Quantum Algorithm for Protein Side-Chain Optimisation: Comparing Quantum to Classical Methods

Abstract

Modelling and predicting protein configurations is crucial for advancing drug discovery, enabling the design of treatments for life-threatening diseases. A critical aspect of this challenge is rotamer optimisation - the determination of optimal side-chain conformations given a fixed protein backbone. This problem, involving the internal degrees of freedom of amino acid side-chains, significantly influences the protein's overall structure and function. In this work, we develop a resource-efficient optimisation algorithm to compute the ground state energy of protein structures, with a focus on side-chain configuration.

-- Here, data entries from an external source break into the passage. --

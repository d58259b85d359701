//! In-process stand-ins for the chain, bundler and notification channel.

use crate::bundler::{UserOpLookup, UserOperationLookup};
use crate::error::{BundlerError, ChainError};
use crate::notify::Notifier;
use crate::rpc::ChainClient;
use alloy::consensus::TxEnvelope;
use alloy::network::TransactionBuilder;
use alloy::rpc::types::{Log, TransactionRequest};
use alloy_primitives::{Address, B256, Bytes};
use chrono::{DateTime, Utc};
use std::collections::{HashMap, VecDeque};
use std::sync::Mutex;

pub const CHAIN_ID: u64 = 1337;

#[derive(Default)]
struct ChainState {
    logs: Vec<Log>,
    filter_calls: Vec<(u64, u64)>,
    filter_error: Option<ChainError>,
    latest_block_error: Option<ChainError>,
    send_results: VecDeque<Result<(), ChainError>>,
    sent: Vec<TxEnvelope>,
    mined: bool,
    receipt_error: Option<ChainError>,
}

pub struct MockChain {
    latest_block: u64,
    state: Mutex<ChainState>,
}

impl MockChain {
    pub fn new(latest_block: u64) -> Self {
        Self {
            latest_block,
            state: Mutex::new(ChainState {
                mined: true,
                ..Default::default()
            }),
        }
    }

    pub fn add_log_at(&self, block_number: u64, mut log: Log) {
        log.block_number = Some(block_number);
        self.state.lock().unwrap().logs.push(log);
    }

    pub fn filter_calls(&self) -> Vec<(u64, u64)> {
        self.state.lock().unwrap().filter_calls.clone()
    }

    pub fn fail_filter_logs(&self, error: ChainError) {
        self.state.lock().unwrap().filter_error = Some(error);
    }

    pub fn fail_latest_block(&self, error: ChainError) {
        self.state.lock().unwrap().latest_block_error = Some(error);
    }

    /// Outcome of the next `send_transaction` calls, in order; success once
    /// exhausted.
    pub fn push_send_result(&self, result: Result<(), ChainError>) {
        self.state.lock().unwrap().send_results.push_back(result);
    }

    pub fn set_mined(&self, mined: bool) {
        self.state.lock().unwrap().mined = mined;
    }

    pub fn fail_receipt(&self, error: ChainError) {
        self.state.lock().unwrap().receipt_error = Some(error);
    }

    pub fn sent(&self) -> Vec<TxEnvelope> {
        self.state.lock().unwrap().sent.clone()
    }
}

impl ChainClient for MockChain {
    async fn chain_id(&self) -> Result<u64, ChainError> {
        Ok(CHAIN_ID)
    }

    async fn latest_block(&self) -> Result<u64, ChainError> {
        match &self.state.lock().unwrap().latest_block_error {
            Some(e) => Err(e.clone()),
            None => Ok(self.latest_block),
        }
    }

    async fn filter_logs(
        &self,
        from_block: u64,
        to_block: u64,
        addresses: &[Address],
        _topics: &[B256],
    ) -> Result<Vec<Log>, ChainError> {
        let mut state = self.state.lock().unwrap();
        state.filter_calls.push((from_block, to_block));
        if let Some(e) = &state.filter_error {
            return Err(e.clone());
        }

        Ok(state
            .logs
            .iter()
            .filter(|log| {
                let block = log.block_number.unwrap_or_default();
                block >= from_block
                    && block <= to_block
                    && (addresses.is_empty() || addresses.contains(&log.address()))
            })
            .cloned()
            .collect())
    }

    async fn block_time(&self, block_number: u64) -> Result<DateTime<Utc>, ChainError> {
        DateTime::from_timestamp(block_number as i64 * 12, 0)
            .ok_or(ChainError::MissingBlock(block_number))
    }

    async fn nonce_at(&self, _address: Address) -> Result<u64, ChainError> {
        Ok(self.state.lock().unwrap().sent.len() as u64)
    }

    async fn new_tx(
        &self,
        from: Address,
        to: Address,
        data: Bytes,
        nonce: u64,
    ) -> Result<TransactionRequest, ChainError> {
        Ok(TransactionRequest::default()
            .with_from(from)
            .with_to(to)
            .with_input(data)
            .with_nonce(nonce)
            .with_chain_id(CHAIN_ID)
            .with_gas_limit(500_000)
            .with_max_fee_per_gas(2_000_000_000)
            .with_max_priority_fee_per_gas(1_000_000_000))
    }

    async fn send_transaction(&self, tx: TxEnvelope) -> Result<B256, ChainError> {
        let mut state = self.state.lock().unwrap();
        match state.send_results.pop_front() {
            Some(Err(e)) => Err(e),
            _ => {
                let hash = *tx.tx_hash();
                state.sent.push(tx);
                Ok(hash)
            }
        }
    }

    async fn wait_for_tx(&self, _tx_hash: B256) -> Result<bool, ChainError> {
        let state = self.state.lock().unwrap();
        match &state.receipt_error {
            Some(e) => Err(e.clone()),
            None => Ok(state.mined),
        }
    }
}

#[derive(Default)]
pub struct MockBundler {
    ops: Mutex<HashMap<B256, UserOperationLookup>>,
    failing: Mutex<bool>,
}

impl MockBundler {
    pub fn insert(&self, user_op_hash: B256, lookup: UserOperationLookup) {
        self.ops.lock().unwrap().insert(user_op_hash, lookup);
    }

    pub fn set_failing(&self, failing: bool) {
        *self.failing.lock().unwrap() = failing;
    }
}

impl UserOpLookup for MockBundler {
    async fn get_user_operation_by_hash(
        &self,
        user_op_hash: B256,
    ) -> Result<UserOperationLookup, BundlerError> {
        if *self.failing.lock().unwrap() {
            return Err(BundlerError::Transport("connection refused".to_string()));
        }
        self.ops
            .lock()
            .unwrap()
            .get(&user_op_hash)
            .cloned()
            .ok_or(BundlerError::NotFound(user_op_hash))
    }
}

#[derive(Default)]
pub struct RecordingNotifier {
    pub messages: Mutex<Vec<String>>,
    pub errors: Mutex<Vec<String>>,
}

impl RecordingNotifier {
    pub fn messages(&self) -> Vec<String> {
        self.messages.lock().unwrap().clone()
    }

    pub fn errors(&self) -> Vec<String> {
        self.errors.lock().unwrap().clone()
    }
}

impl Notifier for RecordingNotifier {
    fn notify(&self, message: &str) {
        self.messages.lock().unwrap().push(message.to_string());
    }

    fn notify_error(&self, error: &(dyn std::error::Error + Send + Sync)) {
        self.errors.lock().unwrap().push(error.to_string());
    }
}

We formulate the rotamer optimisation problem as a Quadratic Unconstrained Binary Optimisation problem and map it to an Ising model, enabling efficient quantum encoding. Building on this formulation, we propose a quantum algorithm based on the Quantum Approximate Optimisation Algorithm to explore the conformational space and identify low-energy configurations. To benchmark our approach, we conduct a classical study using custom-built libraries tailored for structural characterisation and energy optimisation. Our quantum method demonstrates a reduction in computational cost compared to classical simulated annealing techniques, offering a scalable and promising framework for protein structure optimisation in the quantum era.